//! Wellbore Geometry Model
//!
//! Depth-indexed lookup of hole and drill-string diameters for the
//! hydraulics and swab/surge calculations that step along the well.
//!
//! ## Lookup rules
//! - First section in ascending `top_depth_m` order whose `[top, bottom]`
//!   covers the depth wins. Overlaps are allowed and not merged.
//! - A depth covered by no section reads as 0 (no wellbore data).
//! - Pipe queries below `current_string_bottom_md_m` read as 0: the string
//!   has not reached that depth, or has been pulled above it.
//! - Every diameter is clamped to ≥ 0.
//!
//! The model is built once per query context (e.g. per simulation step) and
//! never mutated afterwards.

use std::cmp::Ordering;
use std::f64::consts::PI;

use tracing::{debug, warn};

use crate::types::{
    AnnulusSection, DepthInterval, DrillStringSection, SectionKind, SectionOverlap,
};

/// Immutable snapshot of the well's annulus and drill-string sections
#[derive(Debug, Clone, Default, PartialEq)]
pub struct GeometryModel {
    annulus: Vec<AnnulusSection>,
    drill_string: Vec<DrillStringSection>,
    current_string_bottom_md_m: f64,
}

impl GeometryModel {
    /// Build a model, sorting each section list by top depth.
    ///
    /// The sort is stable, so sections sharing a top depth keep their input order.
    pub fn new(
        mut annulus: Vec<AnnulusSection>,
        mut drill_string: Vec<DrillStringSection>,
        current_string_bottom_md_m: f64,
    ) -> Self {
        sort_by_top(&mut annulus);
        sort_by_top(&mut drill_string);

        let model = Self {
            annulus,
            drill_string,
            current_string_bottom_md_m,
        };

        let overlaps = model.overlaps();
        if !overlaps.is_empty() {
            warn!(
                count = overlaps.len(),
                "Geometry sections overlap; the shallower-topped section wins inside each overlap"
            );
        }
        debug!(
            annulus_sections = model.annulus.len(),
            string_sections = model.drill_string.len(),
            string_bottom_md_m = current_string_bottom_md_m,
            "Geometry model built"
        );

        model
    }

    pub fn annulus_sections(&self) -> &[AnnulusSection] {
        &self.annulus
    }

    pub fn drill_string_sections(&self) -> &[DrillStringSection] {
        &self.drill_string
    }

    pub fn current_string_bottom_md_m(&self) -> f64 {
        self.current_string_bottom_md_m
    }

    // ========================================================================
    // Base Queries
    // ========================================================================

    /// Hole (annulus outer) diameter at `md_m`, or 0 if uncovered.
    pub fn hole_diameter_m(&self, md_m: f64) -> f64 {
        first_covering(&self.annulus, md_m).map_or(0.0, |s| s.inner_diameter_m.max(0.0))
    }

    /// Pipe outer diameter at `md_m`, or 0 if no pipe is there.
    pub fn pipe_outer_diameter_m(&self, md_m: f64) -> f64 {
        self.string_section_at(md_m)
            .map_or(0.0, |s| s.outer_diameter_m.max(0.0))
    }

    /// Pipe inner diameter at `md_m`, or 0 if no pipe is there.
    pub fn pipe_inner_diameter_m(&self, md_m: f64) -> f64 {
        self.string_section_at(md_m)
            .map_or(0.0, |s| s.inner_diameter_m.max(0.0))
    }

    fn string_section_at(&self, md_m: f64) -> Option<&DrillStringSection> {
        match md_m.partial_cmp(&self.current_string_bottom_md_m) {
            Some(Ordering::Less | Ordering::Equal) => first_covering(&self.drill_string, md_m),
            _ => None,
        }
    }

    // ========================================================================
    // Derived Helpers
    // ========================================================================

    /// Radial clearance as a diameter difference: max(hole − OD, 0)
    pub fn annulus_gap_m(&self, md_m: f64) -> f64 {
        (self.hole_diameter_m(md_m) - self.pipe_outer_diameter_m(md_m)).max(0.0)
    }

    /// Area enclosed by the pipe OD: π × OD² / 4 (m²)
    pub fn pipe_metal_area_m2(&self, md_m: f64) -> f64 {
        let od = self.pipe_outer_diameter_m(md_m);
        PI * od * od / 4.0
    }

    /// Flow area inside the pipe: π × ID² / 4 (m²)
    pub fn pipe_bore_area_m2(&self, md_m: f64) -> f64 {
        let id = self.pipe_inner_diameter_m(md_m);
        PI * id * id / 4.0
    }

    /// Annular flow area: max(0, π × (hole² − OD²) / 4) (m²)
    pub fn annulus_flow_area_m2(&self, md_m: f64) -> f64 {
        let hole = self.hole_diameter_m(md_m);
        let od = self.pipe_outer_diameter_m(md_m);
        (PI * (hole * hole - od * od) / 4.0).max(0.0)
    }

    // ========================================================================
    // Diagnostics
    // ========================================================================

    /// Report every pair of same-kind sections whose depth ranges intersect.
    ///
    /// Purely informational: queries keep using first-match order.
    pub fn overlaps(&self) -> Vec<SectionOverlap> {
        let mut found = find_overlaps(&self.annulus, SectionKind::Annulus);
        found.extend(find_overlaps(&self.drill_string, SectionKind::DrillString));
        found
    }
}

fn sort_by_top<S: DepthInterval>(sections: &mut [S]) {
    sections.sort_by(|a, b| a.top_depth_m().total_cmp(&b.top_depth_m()));
}

fn first_covering<S: DepthInterval>(sections: &[S], md_m: f64) -> Option<&S> {
    sections.iter().find(|s| s.covers(md_m))
}

fn find_overlaps<S: DepthInterval>(sections: &[S], kind: SectionKind) -> Vec<SectionOverlap> {
    let mut found = Vec::new();
    for (i, a) in sections.iter().enumerate() {
        for (j, b) in sections.iter().enumerate().skip(i + 1) {
            let top = a.top_depth_m().max(b.top_depth_m());
            let bottom = a.bottom_depth_m().min(b.bottom_depth_m());
            if top <= bottom {
                found.push(SectionOverlap {
                    kind,
                    first: i,
                    second: j,
                    overlap_top_m: top,
                    overlap_bottom_m: bottom,
                });
            }
        }
    }
    found
}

#### [Exercise]
Find the lines that mention "iter" in the entries and show them.

#### [Exercise output]
    sections.iter().find(|s| s.covers(md_m))
    for (i, a) in sections.iter().enumerate() {
        for (j, b) in sections.iter().enumerate().skip(i + 1) {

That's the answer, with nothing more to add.